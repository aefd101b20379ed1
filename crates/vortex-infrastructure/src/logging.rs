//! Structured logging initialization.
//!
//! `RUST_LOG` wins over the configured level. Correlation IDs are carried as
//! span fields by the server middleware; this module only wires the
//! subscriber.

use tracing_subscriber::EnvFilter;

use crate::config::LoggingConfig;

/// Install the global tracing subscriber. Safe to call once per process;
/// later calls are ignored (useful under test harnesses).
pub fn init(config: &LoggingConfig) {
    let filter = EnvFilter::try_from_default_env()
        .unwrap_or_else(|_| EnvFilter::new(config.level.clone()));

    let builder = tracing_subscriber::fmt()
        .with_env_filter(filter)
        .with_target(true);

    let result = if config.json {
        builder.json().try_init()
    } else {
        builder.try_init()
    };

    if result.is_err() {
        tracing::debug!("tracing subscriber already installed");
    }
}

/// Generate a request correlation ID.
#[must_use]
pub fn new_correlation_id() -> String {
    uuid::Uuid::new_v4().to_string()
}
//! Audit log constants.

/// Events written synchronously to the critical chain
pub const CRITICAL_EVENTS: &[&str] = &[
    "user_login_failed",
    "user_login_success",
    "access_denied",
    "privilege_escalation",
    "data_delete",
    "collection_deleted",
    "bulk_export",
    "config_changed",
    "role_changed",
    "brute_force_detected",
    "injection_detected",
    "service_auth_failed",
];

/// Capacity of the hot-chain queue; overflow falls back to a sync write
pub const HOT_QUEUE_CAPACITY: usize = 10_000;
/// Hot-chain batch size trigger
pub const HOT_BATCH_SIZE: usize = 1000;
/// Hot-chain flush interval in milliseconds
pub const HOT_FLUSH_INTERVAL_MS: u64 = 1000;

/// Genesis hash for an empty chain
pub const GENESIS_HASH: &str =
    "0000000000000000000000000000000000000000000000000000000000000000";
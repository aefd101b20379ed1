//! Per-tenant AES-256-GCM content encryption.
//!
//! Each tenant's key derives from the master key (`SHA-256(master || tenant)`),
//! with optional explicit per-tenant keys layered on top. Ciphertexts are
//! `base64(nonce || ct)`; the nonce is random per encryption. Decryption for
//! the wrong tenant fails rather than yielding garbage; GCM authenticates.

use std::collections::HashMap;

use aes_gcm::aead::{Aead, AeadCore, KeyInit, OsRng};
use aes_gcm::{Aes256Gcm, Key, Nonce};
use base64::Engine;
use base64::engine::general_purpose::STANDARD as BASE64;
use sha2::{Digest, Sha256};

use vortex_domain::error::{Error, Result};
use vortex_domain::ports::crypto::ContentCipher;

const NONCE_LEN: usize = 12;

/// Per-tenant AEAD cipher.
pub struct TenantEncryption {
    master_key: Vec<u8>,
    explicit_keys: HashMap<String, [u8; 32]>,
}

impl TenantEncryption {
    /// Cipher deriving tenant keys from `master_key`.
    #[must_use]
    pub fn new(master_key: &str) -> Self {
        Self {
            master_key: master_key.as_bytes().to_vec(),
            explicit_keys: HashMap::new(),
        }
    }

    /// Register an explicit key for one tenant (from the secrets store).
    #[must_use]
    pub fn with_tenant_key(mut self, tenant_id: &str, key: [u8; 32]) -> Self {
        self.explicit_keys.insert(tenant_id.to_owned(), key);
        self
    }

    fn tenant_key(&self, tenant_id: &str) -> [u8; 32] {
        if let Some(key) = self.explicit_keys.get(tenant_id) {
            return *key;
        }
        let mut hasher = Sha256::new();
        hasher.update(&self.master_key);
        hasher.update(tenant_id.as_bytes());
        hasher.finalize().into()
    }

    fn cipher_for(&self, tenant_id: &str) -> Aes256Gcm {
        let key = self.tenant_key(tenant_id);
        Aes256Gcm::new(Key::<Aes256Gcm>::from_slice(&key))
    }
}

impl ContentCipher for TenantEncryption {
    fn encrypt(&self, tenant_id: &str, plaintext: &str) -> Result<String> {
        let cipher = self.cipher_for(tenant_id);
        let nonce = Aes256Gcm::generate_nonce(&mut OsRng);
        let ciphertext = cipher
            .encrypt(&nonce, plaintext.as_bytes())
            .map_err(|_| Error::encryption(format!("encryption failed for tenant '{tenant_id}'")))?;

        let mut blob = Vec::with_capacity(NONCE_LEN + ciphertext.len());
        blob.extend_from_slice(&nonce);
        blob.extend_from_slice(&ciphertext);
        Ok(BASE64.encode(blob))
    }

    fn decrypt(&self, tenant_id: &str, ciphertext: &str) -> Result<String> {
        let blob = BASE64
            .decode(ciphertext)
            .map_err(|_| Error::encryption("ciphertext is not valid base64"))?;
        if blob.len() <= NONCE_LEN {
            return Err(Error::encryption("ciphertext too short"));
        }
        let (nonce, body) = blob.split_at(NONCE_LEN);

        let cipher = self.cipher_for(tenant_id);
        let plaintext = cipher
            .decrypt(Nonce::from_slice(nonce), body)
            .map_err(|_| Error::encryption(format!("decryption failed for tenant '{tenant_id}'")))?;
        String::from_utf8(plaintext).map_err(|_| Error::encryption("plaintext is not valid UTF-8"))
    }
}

---

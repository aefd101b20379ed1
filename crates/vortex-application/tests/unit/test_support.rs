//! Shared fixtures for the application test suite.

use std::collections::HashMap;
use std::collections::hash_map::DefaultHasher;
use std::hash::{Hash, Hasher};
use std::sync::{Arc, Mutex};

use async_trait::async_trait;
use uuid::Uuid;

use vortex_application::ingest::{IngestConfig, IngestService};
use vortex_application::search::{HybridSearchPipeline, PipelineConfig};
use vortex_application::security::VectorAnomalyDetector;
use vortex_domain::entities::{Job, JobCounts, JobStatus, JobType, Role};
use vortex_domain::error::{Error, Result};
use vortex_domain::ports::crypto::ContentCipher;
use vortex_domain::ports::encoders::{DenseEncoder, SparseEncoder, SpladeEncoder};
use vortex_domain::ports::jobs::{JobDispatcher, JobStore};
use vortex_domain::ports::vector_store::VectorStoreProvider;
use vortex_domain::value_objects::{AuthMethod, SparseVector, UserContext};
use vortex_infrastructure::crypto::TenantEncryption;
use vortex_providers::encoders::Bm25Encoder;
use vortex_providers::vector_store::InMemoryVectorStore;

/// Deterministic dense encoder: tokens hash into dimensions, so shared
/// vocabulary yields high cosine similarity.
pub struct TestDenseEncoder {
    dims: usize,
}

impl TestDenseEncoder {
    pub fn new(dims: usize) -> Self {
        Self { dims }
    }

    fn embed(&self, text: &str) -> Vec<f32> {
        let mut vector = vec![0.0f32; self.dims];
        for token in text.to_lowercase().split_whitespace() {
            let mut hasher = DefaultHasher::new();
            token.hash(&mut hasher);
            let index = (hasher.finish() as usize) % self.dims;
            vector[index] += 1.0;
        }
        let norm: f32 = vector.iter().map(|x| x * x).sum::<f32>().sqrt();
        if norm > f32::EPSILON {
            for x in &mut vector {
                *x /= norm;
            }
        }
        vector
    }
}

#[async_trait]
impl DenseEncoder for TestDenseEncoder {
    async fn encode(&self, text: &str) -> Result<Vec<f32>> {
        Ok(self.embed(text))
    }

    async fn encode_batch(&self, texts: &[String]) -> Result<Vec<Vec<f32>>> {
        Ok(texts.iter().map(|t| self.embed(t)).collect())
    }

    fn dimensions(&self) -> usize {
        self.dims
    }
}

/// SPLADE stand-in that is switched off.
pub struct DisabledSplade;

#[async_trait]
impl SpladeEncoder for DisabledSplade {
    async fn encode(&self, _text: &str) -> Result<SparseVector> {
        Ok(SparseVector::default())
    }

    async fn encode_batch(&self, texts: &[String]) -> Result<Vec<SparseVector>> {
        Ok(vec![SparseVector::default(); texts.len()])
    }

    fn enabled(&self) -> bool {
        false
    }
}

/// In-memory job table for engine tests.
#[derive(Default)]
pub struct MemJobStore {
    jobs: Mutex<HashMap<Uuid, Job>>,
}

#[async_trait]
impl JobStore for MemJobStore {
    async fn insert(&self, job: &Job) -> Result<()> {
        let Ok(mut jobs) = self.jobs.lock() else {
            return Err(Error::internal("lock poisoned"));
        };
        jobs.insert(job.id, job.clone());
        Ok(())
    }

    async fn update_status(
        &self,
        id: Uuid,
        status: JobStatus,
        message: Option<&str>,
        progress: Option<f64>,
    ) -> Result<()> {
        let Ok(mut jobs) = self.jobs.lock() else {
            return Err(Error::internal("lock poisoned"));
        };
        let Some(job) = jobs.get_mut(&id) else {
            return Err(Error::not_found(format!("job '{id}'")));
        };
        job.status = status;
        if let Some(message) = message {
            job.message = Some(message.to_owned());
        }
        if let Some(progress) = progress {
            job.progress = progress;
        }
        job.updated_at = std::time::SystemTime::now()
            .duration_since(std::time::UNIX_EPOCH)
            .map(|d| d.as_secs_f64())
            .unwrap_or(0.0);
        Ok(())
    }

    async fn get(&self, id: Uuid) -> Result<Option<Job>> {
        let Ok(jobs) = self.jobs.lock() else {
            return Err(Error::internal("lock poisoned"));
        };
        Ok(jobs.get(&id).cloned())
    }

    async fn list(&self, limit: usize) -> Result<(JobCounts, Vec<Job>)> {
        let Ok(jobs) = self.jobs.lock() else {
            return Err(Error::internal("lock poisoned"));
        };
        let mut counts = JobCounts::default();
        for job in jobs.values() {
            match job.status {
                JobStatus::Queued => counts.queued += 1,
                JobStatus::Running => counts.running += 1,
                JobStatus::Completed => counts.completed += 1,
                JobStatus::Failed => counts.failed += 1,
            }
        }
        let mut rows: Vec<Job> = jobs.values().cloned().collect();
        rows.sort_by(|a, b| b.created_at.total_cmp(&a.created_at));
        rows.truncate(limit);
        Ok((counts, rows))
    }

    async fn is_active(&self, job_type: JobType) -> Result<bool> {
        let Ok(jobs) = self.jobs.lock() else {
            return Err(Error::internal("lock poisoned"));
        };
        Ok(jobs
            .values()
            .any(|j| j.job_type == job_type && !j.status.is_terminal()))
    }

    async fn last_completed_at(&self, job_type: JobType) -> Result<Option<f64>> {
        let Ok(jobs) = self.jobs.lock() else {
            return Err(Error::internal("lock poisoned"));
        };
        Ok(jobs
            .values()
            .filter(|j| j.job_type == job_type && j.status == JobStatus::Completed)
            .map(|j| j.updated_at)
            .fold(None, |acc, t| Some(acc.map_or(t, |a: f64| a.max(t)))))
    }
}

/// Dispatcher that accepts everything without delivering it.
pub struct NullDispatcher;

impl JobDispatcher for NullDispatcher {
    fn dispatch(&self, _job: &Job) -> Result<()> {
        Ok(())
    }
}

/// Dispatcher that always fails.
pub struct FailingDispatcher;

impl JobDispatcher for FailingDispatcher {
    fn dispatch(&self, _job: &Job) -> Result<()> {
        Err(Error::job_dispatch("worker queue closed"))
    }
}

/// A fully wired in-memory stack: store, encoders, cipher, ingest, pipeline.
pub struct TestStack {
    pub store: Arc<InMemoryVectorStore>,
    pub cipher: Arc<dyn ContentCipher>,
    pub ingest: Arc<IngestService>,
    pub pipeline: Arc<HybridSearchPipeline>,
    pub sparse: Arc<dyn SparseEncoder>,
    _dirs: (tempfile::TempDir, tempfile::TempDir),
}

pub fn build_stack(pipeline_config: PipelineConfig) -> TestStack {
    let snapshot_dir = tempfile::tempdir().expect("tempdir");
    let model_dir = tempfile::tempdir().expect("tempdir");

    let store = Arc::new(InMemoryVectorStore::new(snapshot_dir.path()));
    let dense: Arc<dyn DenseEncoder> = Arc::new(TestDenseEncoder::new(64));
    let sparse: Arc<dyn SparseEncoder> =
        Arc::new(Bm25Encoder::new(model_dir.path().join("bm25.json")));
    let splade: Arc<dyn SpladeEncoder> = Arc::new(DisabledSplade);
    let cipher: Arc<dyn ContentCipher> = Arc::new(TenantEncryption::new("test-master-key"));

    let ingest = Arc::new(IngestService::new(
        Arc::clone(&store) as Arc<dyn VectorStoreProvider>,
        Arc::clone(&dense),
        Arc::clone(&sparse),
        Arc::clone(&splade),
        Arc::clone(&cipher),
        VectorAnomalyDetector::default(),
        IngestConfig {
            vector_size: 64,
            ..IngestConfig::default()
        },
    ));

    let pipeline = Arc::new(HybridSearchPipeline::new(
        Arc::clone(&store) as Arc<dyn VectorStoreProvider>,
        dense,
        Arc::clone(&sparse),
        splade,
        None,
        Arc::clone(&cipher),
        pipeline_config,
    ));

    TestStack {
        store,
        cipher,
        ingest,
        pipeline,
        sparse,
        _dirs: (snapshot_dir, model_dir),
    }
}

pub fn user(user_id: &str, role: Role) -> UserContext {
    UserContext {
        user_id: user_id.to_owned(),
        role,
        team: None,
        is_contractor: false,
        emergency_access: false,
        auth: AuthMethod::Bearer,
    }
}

_Activity:_
In the listing above, find the line with "hasher.update(tenant_id.as_bytes());" and the line with "fn encrypt(&self, tenant_id: &str, plaintext: &str)". Output those two lines and every line between them, exactly as written.

_Exercise response:_
        hasher.update(tenant_id.as_bytes());
        hasher.finalize().into()
    }

    fn cipher_for(&self, tenant_id: &str) -> Aes256Gcm {
        let key = self.tenant_key(tenant_id);
        Aes256Gcm::new(Key::<Aes256Gcm>::from_slice(&key))
    }
}

impl ContentCipher for TenantEncryption {
    fn encrypt(&self, tenant_id: &str, plaintext: &str) -> Result<String> {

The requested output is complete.